The results that were collected from the optimal % levels and pH of potato catalase is
identical to the general trend of most other enzymes. This trend is that pH 7 is the pH of
optimal enzyme reactivity. As well as pH increases or decreases, the enzyme reactivity
decreases.
Unlike the trend of most enzymes, liver catalase does not decrease as pH increases past pH 7,
rather it maintains a steady reactivity rate and does not drop. Liver catalase has a wider range
at which it can perform at optimal levels, between pH 7 and pH 9, however the performance
of the enzyme severely diminishes once it is in an acidic atmosphere where it is denatured
and less likely to catalyze hydrogen peroxide.
Limitations
There are several limitations of this lab. Procedural limitations firstly consist of the small
number of trials done on liver and pH. Maximizing the trials on each pH from 3 to 5 would
have been beneficial to data collection and manipulation as it increases the confidence of
what the data has to express. Another procedural limitation, is that the data is only limited to
3 pH’s. The data could have benefitted more if there was a larger range and/or smaller
increment between pH. This would have been beneficial, as it would allow the identification
of smaller details and how the enzymes worked under more various conditions.

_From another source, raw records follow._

impl Memory {
    /// Creates an empty working set acting as `root`.
    pub fn new(store: Arc<dyn DocumentStore>, root: ObjectId) -> Self {
        Self {
            store,
            root,
            anchors: HashMap::new(),
            dirty: BTreeSet::new(),
            deleted: BTreeSet::new(),
            retained: HashSet::new(),
            manual: false,
        }
    }

    /// The acting root.
    pub fn root(&self) -> &ObjectId {
        &self.root
    }

    pub fn store(&self) -> &Arc<dyn DocumentStore> {
        &self.store
    }

    /// Reference to the acting root's own node.
    pub fn root_reference(&self) -> Reference {
        Reference::node(None, self.root)
    }

    /// Returns the anchor behind `reference`, loading and caching it on first use.
    ///
    /// # Returns
    ///
    /// * `Ok(Anchor)` - A copy of the cached anchor
    /// * `Err(GraphError::NotFound)` - Absent, deleted in this working set, or unreadable
    pub async fn get(&mut self, reference: &Reference) -> Result<Anchor, GraphError> {
        self.get_by_id(reference.kind, &reference.id).await
    }

    pub async fn get_by_id(&mut self, kind: AnchorKind, id: &ObjectId) -> Result<Anchor, GraphError> {
        if self.deleted.contains(id) {
            return Err(GraphError::not_found(id));
        }
        if let Some(anchor) = self.anchors.get(id) {
            if anchor.kind() != kind {
                return Err(GraphError::not_found(id));
            }
            return Ok(anchor.clone());
        }

        let document = self
            .store
            .find_by_id(kind, id)
            .await?
            .ok_or_else(|| GraphError::not_found(id))?;
        let anchor = Anchor::from_document(kind, document)?;
        if effective_level(&self.root, &anchor) < AccessLevel::Read {
            return Err(GraphError::not_found(id));
        }

        self.anchors.insert(*id, anchor.clone());
        Ok(anchor)
    }

    /// Loads every uncached anchor of `kind` among `ids` with a single query.
    ///
    /// # Returns
    ///
    /// The readable, non-deleted anchors among `ids`, in the order of `ids`.
    pub async fn get_many(
        &mut self,
        kind: AnchorKind,
        ids: &[ObjectId],
    ) -> Result<Vec<Anchor>, GraphError> {
        let missing: Vec<ObjectId> = ids
            .iter()
            .filter(|id| !self.anchors.contains_key(*id) && !self.deleted.contains(*id))
            .copied()
            .collect();

        if !missing.is_empty() {
            for document in self.store.find(kind, &Filter::Ids(missing)).await? {
                let anchor = Anchor::from_document(kind, document)?;
                if effective_level(&self.root, &anchor) >= AccessLevel::Read {
                    self.anchors.insert(anchor.id, anchor);
                }
            }
        }

        Ok(ids
            .iter()
            .filter(|id| !self.deleted.contains(*id))
            .filter_map(|id| self.anchors.get(id))
            .filter(|anchor| anchor.kind() == kind)
            .cloned()
            .collect())
    }

    /// Warms the cache for a mixed list of references, one query per kind.
    pub async fn load_many(&mut self, references: &[Reference]) -> Result<(), GraphError> {
        let mut by_kind: HashMap<AnchorKind, Vec<ObjectId>> = HashMap::new();
        for reference in references {
            by_kind.entry(reference.kind).or_default().push(reference.id);
        }
        for (kind, ids) in by_kind {
            self.get_many(kind, &ids).await?;
        }
        Ok(())
    }

    /// Every readable node and edge linked to `start` through the working
    /// set, `start` first.
    ///
    /// Links are read from cached anchors, so connections made in this
    /// working set count before they are committed. Deleted anchors do not.
    ///
    /// # Returns
    ///
    /// * `Ok(Vec<Reference>)` - Reachable anchors in breadth-first order
    /// * `Err(GraphError::InvalidSource)` - `start` is not a node or edge
    /// * `Err(GraphError::NotFound)` - `start` is absent or unreadable
    pub async fn reachable(&mut self, start: &Reference) -> Result<Vec<Reference>, GraphError> {
        if !matches!(start.kind, AnchorKind::Node | AnchorKind::Edge) {
            return Err(GraphError::InvalidSource(start.to_string()));
        }
        let entry = self.get(start).await?;

        let mut visited = HashSet::from([entry.id]);
        let mut reached = vec![entry.reference()];
        let mut frontier = vec![entry];

        while !frontier.is_empty() {
            let mut nodes = Vec::new();
            let mut edges = Vec::new();
            for anchor in &frontier {
                let linked: Vec<&Reference> = match &anchor.links {
                    Links::Node { edges: incident } => incident.iter().collect(),
                    Links::Edge { source, target } => vec![source, target],
                    Links::Object => Vec::new(),
                };
                for reference in linked {
                    if !visited.insert(reference.id) {
                        continue;
                    }
                    match reference.kind {
                        AnchorKind::Node => nodes.push(reference.id),
                        AnchorKind::Edge => edges.push(reference.id),
                        _ => {}
                    }
                }
            }

            frontier = self.get_many(AnchorKind::Node, &nodes).await?;
            frontier.extend(self.get_many(AnchorKind::Edge, &edges).await?);
            reached.extend(frontier.iter().map(Anchor::reference));
        }

        Ok(reached)
    }

    /// Cached anchor, without touching the store.
    pub fn cached(&self, id: &ObjectId) -> Option<&Anchor> {
        self.anchors.get(id).filter(|_| !self.deleted.contains(id))
    }

    /// Creates a node owned by the acting root.
    ///
    /// An unconnected node is pruned at commit unless retained.
    pub fn create_node(&mut self, name: Option<&str>, archetype: Map<String, Value>) -> Reference {
        self.insert_new(Anchor::new_node(name.map(str::to_string), self.root, archetype))
    }

    pub fn create_object(&mut self, name: Option<&str>, archetype: Map<String, Value>) -> Reference {
        self.insert_new(Anchor::new_object(name.map(str::to_string), self.root, archetype))
    }

    fn insert_new(&mut self, anchor: Anchor) -> Reference {
        let reference = anchor.reference();
        self.dirty.insert(anchor.id);
        self.anchors.insert(anchor.id, anchor);
        reference
    }

    /// Creates an edge from `source` to `target` and links it on both nodes.
    ///
    /// # Returns
    ///
    /// * `Ok(Reference)` - The new edge
    /// * `Err(GraphError::AccessDenied)` - Either endpoint is not writable
    /// * `Err(GraphError::InvalidOperation)` - An endpoint is not a node
    pub async fn connect(
        &mut self,
        source: &Reference,
        target: &Reference,
        edge_name: Option<&str>,
        archetype: Map<String, Value>,
    ) -> Result<Reference, GraphError> {
        let source = self.get(source).await?;
        let target = self.get(target).await?;
        for endpoint in [&source, &target] {
            if endpoint.kind() != AnchorKind::Node {
                return Err(GraphError::InvalidOperation(format!(
                    "{} is not a node",
                    endpoint.reference()
                )));
            }
            self.ensure_writable(endpoint)?;
        }

        let edge = Anchor::new_edge(
            edge_name.map(str::to_string),
            self.root,
            source.reference(),
            target.reference(),
            archetype,
        );
        let edge_ref = self.insert_new(edge);

        self.link(&source.id, &edge_ref);
        if target.id != source.id {
            self.link(&target.id, &edge_ref);
        }
        Ok(edge_ref)
    }

    fn link(&mut self, node: &ObjectId, edge: &Reference) {
        if let Some(Anchor {
            links: Links::Node { edges },
            ..
        }) = self.anchors.get_mut(node)
        {
            edges.push(edge.clone());
            self.dirty.insert(*node);
        }
    }

    /// Merges `archetype` into the anchor's archetype.
    pub async fn update(
        &mut self,
        reference: &Reference,
        archetype: Map<String, Value>,
    ) -> Result<(), GraphError> {
        self.get(reference).await?;
        self.modify(&reference.id, move |anchor| anchor.archetype.extend(archetype))
    }

    /// Removes an edge from both endpoints and queues it for deletion.
    ///
    /// Endpoints that no longer exist are ignored.
    pub async fn detach(&mut self, edge: &Reference) -> Result<(), GraphError> {
        let edge = self.get(edge).await?;
        let Links::Edge { source, target } = &edge.links else {
            return Err(GraphError::InvalidOperation(format!(
                "{} is not an edge",
                edge.reference()
            )));
        };
        self.ensure_writable(&edge)?;

        let mut endpoints = Vec::new();
        for endpoint in [source, target] {
            match self.get(endpoint).await {
                Ok(node) => {
                    self.ensure_writable(&node)?;
                    endpoints.push(node.id);
                }
                Err(GraphError::NotFound(_)) => {}
                Err(error) => return Err(error),
            }
        }

        for node in endpoints {
            self.unlink(&node, &edge.id);
        }
        self.mark_deleted(&edge.id);
        Ok(())
    }

    fn unlink(&mut self, node: &ObjectId, edge: &ObjectId) {
        if let Some(Anchor {
            links: Links::Node { edges },
            ..
        }) = self.anchors.get_mut(node)
        {
            edges.retain(|reference| reference.id != *edge);
            self.dirty.insert(*node);
        }
    }

    /// Deletes an anchor. Destroying a node first detaches all of its edges.
    pub async fn destroy(&mut self, reference: &Reference) -> Result<(), GraphError> {
        let anchor = self.get(reference).await?;
        self.ensure_writable(&anchor)?;

        match &anchor.links {
            Links::Node { edges } => {
                if anchor.is_root() {
                    return Err(GraphError::InvalidOperation(format!(
                        "root {} cannot be destroyed",
                        anchor.id
                    )));
                }
                for edge in edges {
                    match self.detach(edge).await {
                        Ok(()) | Err(GraphError::NotFound(_)) => {}
                        Err(error) => return Err(error),
                    }
                }
                self.mark_deleted(&anchor.id);
            }
            Links::Edge { .. } => self.detach(reference).await?,
            Links::Object => self.mark_deleted(&anchor.id),
        }
        Ok(())
    }

    /// Queues a cached anchor for upsert at commit.
    pub fn mark_dirty(&mut self, id: &ObjectId) {
        if self.anchors.contains_key(id) && !self.deleted.contains(id) {
            self.dirty.insert(*id);
        }
    }

    /// Queues a cached anchor for deletion at commit, superseding any dirty mark.
    pub fn mark_deleted(&mut self, id: &ObjectId) {
        if self.anchors.contains_key(id) {
            self.dirty.remove(id);
            self.deleted.insert(*id);
        }
    }

    pub fn is_dirty(&self, id: &ObjectId) -> bool {
        self.dirty.contains(id)
    }

    pub fn is_deleted(&self, id: &ObjectId) -> bool {
        self.deleted.contains(id)
    }

    /// Turns automatic pruning off for the whole working set.
    pub fn set_manual(&mut self, manual: bool) {
        self.manual = manual;
    }

    /// Excludes one node from automatic pruning.
    pub fn retain(&mut self, id: &ObjectId) {
        self.retained.insert(*id);
    }

    /// Applies `mutate` to a cached, writable anchor and marks it dirty.
    pub(crate) fn modify<F>(&mut self, id: &ObjectId, mutate: F) -> Result<(), GraphError>
    where
        F: FnOnce(&mut Anchor),
    {
        if self.deleted.contains(id) {
            return Err(GraphError::not_found(id));
        }
        let root = self.root;
        let anchor = self
            .anchors
            .get_mut(id)
            .ok_or_else(|| GraphError::not_found(id))?;
        if effective_level(&root, anchor) < AccessLevel::Write {
            return Err(GraphError::access_denied(anchor.reference()));
        }

        mutate(anchor);
        self.dirty.insert(*id);
        Ok(())
    }

    fn ensure_writable(&self, anchor: &Anchor) -> Result<(), GraphError> {
        if effective_level(&self.root, anchor) < AccessLevel::Write {
            return Err(GraphError::access_denied(anchor.reference()));
        }
        Ok(())
    }

    /// Queues every unconnected, non-root, writable node for deletion.
    ///
    /// Does nothing in manual mode. Retained nodes are kept.
    ///
    /// # Returns
    ///
    /// The number of nodes queued.
    pub fn prune(&mut self) -> usize {
        self.prune_orphans().len()
    }

    /// Prunes like [`Memory::prune`] and returns what is needed to undo it:
    /// each pruned id and whether it was dirty before.
    pub(crate) fn prune_orphans(&mut self) -> Vec<(ObjectId, bool)> {
        if self.manual {
            return Vec::new();
        }

        let orphans: Vec<ObjectId> = self
            .anchors
            .values()
            .filter(|anchor| {
                matches!(&anchor.links, Links::Node { edges } if edges.is_empty())
                    && !anchor.is_root()
                    && !self.retained.contains(&anchor.id)
                    && !self.deleted.contains(&anchor.id)
                    && effective_level(&self.root, anchor) == AccessLevel::Write
            })
            .map(|anchor| anchor.id)
            .collect();

        orphans
            .into_iter()
            .map(|id| {
                debug!(node = %id, "Pruning unconnected node");
                let was_dirty = self.dirty.contains(&id);
                self.mark_deleted(&id);
                (id, was_dirty)
            })
            .collect()
    }

    /// Reverts [`Memory::prune_orphans`] after a failed commit.
    pub(crate) fn restore_pruned(&mut self, pruned: &[(ObjectId, bool)]) {
        for (id, was_dirty) in pruned {
            self.deleted.remove(id);
            if *was_dirty {
                self.dirty.insert(*id);
            }
        }
    }

    /// Pending changes.
    ///
    /// Anchors the acting root cannot write are left out.
    pub fn diff(&self) -> ChangeSet {
        let writable = |id: &ObjectId| {
            self.anchors
                .get(id)
                .filter(|anchor| effective_level(&self.root, anchor) == AccessLevel::Write)
        };

        ChangeSet {
            upserts: self.dirty.iter().filter_map(writable).cloned().collect(),
            deletions: self
                .deleted
                .iter()
                .filter_map(writable)
                .map(Anchor::reference)
                .collect(),
        }
    }

    /// Forgets committed marks and evicts deleted anchors.
    pub(crate) fn clear_marks(&mut self) {
        for id in std::mem::take(&mut self.deleted) {
            self.anchors.remove(&id);
        }
        self.dirty.clear();
    }
}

7. Preston Fernandez Optimal pH of Liver and Potato Catalase Reactivity HL BIO P.8
Limitations in the experiment itself, was the possible pollution of test tubes. If all lab ware
had not been perfectly clean, chemical remnants of past experimentation could have thrown
data. Because the experimentation was over a period of time, the room temperature could
have differed one day to the next which could have altered data, as temperature is a factor
that influences enzyme reactivity. As well, the use of old potato could have been a
discrepancy as the dried out and old potato probably had a larger concentration of already
denatured enzymes; this could have been an anomaly in the data as well.
Modifications
This lab would have been more successful if there had been more trials. More trials suggest
less error and higher confidence in data. Secondly a wider range of pH and smaller
increments from on pH to another would be added. This would be to increase significance as
well as find minute and more intricate details in the data because of the larger range.
Reassurance of washed and dried Labware should be made aware of in the lab, to prevent
experimenters from polluting their own data or other’s data. If experimentation takes place
during multiple sessions, temperature should be recorded for reference, just in case it does
cause a discrepancy in the data. And finally, fresh potatoes should be used after each and
every session, and if possible use the same potato and obtain all trials needed from that potato
in that one session. This decreases the amount of discrepancy from changing the potato, and
allowing the enzymes in the potato to denature.